Cervical lymph node stiffness was different between NFKD and BCL. Shear wave elastography is a potential method to identify clinically distinguishable early NFKD.

摘要

目的

本研究旨在评估颈淋巴结剪切波弹性成像(SWE)无创定量评估川崎病首发淋巴结表现(NFKD)、细菌性颈淋巴结炎(BCL)和健康儿童(HC)患者淋巴结硬度(千帕)的潜力。我们还旨在研究实验室数据与淋巴结硬度的相关性,为 NFKD 的早期诊断提供参考依据。

方法

前瞻性地对 47 例 NFKD、56 例 BCL 和 56 例 HC 患者进行 SWE 测量颈淋巴结硬度。

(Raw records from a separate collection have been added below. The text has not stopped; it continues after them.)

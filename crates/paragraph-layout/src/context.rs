//! Shared layout context.

use paragraph_common::{LogConfig, LogLevel, para_log};

use crate::client::ParagraphClient;
use crate::paragraph::Paragraph;

/// State shared by every paragraph of one client: the collaborator
/// implementation and the logging configuration.
///
/// Paragraphs borrow their context, so a context always outlives the
/// paragraphs created from it.
#[derive(Debug)]
pub struct Context<C> {
    client: C,
    log: LogConfig,
}

impl<C: ParagraphClient> Context<C> {
    /// Create a context with logging disabled.
    #[must_use]
    pub fn new(client: C) -> Self {
        Self::with_log(client, LogConfig::disabled())
    }

    /// Create a context that logs through `log`.
    #[must_use]
    pub fn with_log(client: C, log: LogConfig) -> Self {
        para_log!(&log, LogLevel::Info, "context created, log level {}", log.level());
        Self { client, log }
    }

    /// The client collaborator.
    #[must_use]
    pub const fn client(&self) -> &C {
        &self.client
    }

    /// The logging configuration.
    #[must_use]
    pub const fn log(&self) -> &LogConfig {
        &self.log
    }

    /// Create an empty paragraph owned by `owner`, styled by
    /// `container_style`.
    #[must_use]
    pub fn paragraph(&self, owner: C::Handle, container_style: &C::Style) -> Paragraph<'_, C> {
        Paragraph::new(self, owner, container_style)
    }
}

比较各组颈 SWE。研究与颈淋巴结硬度增加相关的因素。

结果

BCL 组最大颈淋巴结的平均弹性明显高于 NFKD 和 HC 组(平均弹性±SD,分别为 16.37±2.45、12.22±2.64 和 7.81±1.67kPa;P<.01),截断值为 14.55kPa(曲线下面积,0.885;灵敏度,89%;特异性,76%)。在 NFKD 患者中,白细胞介素 6(标准化β=0.363;P=.01)、丙氨酸氨基转移酶(标准化β=0.253;P=.03)、天门冬氨酸氨基转移酶(标准化β=0.536;P=.047)和总胆红素(标准化β=0.486;P<.01)与最大颈淋巴结硬度增加相关。

结论

NFKD 和 BCL 之间颈淋巴结硬度不同。剪切波弹性成像可能是一种识别临床上有区别的早期 NFKD 的方法。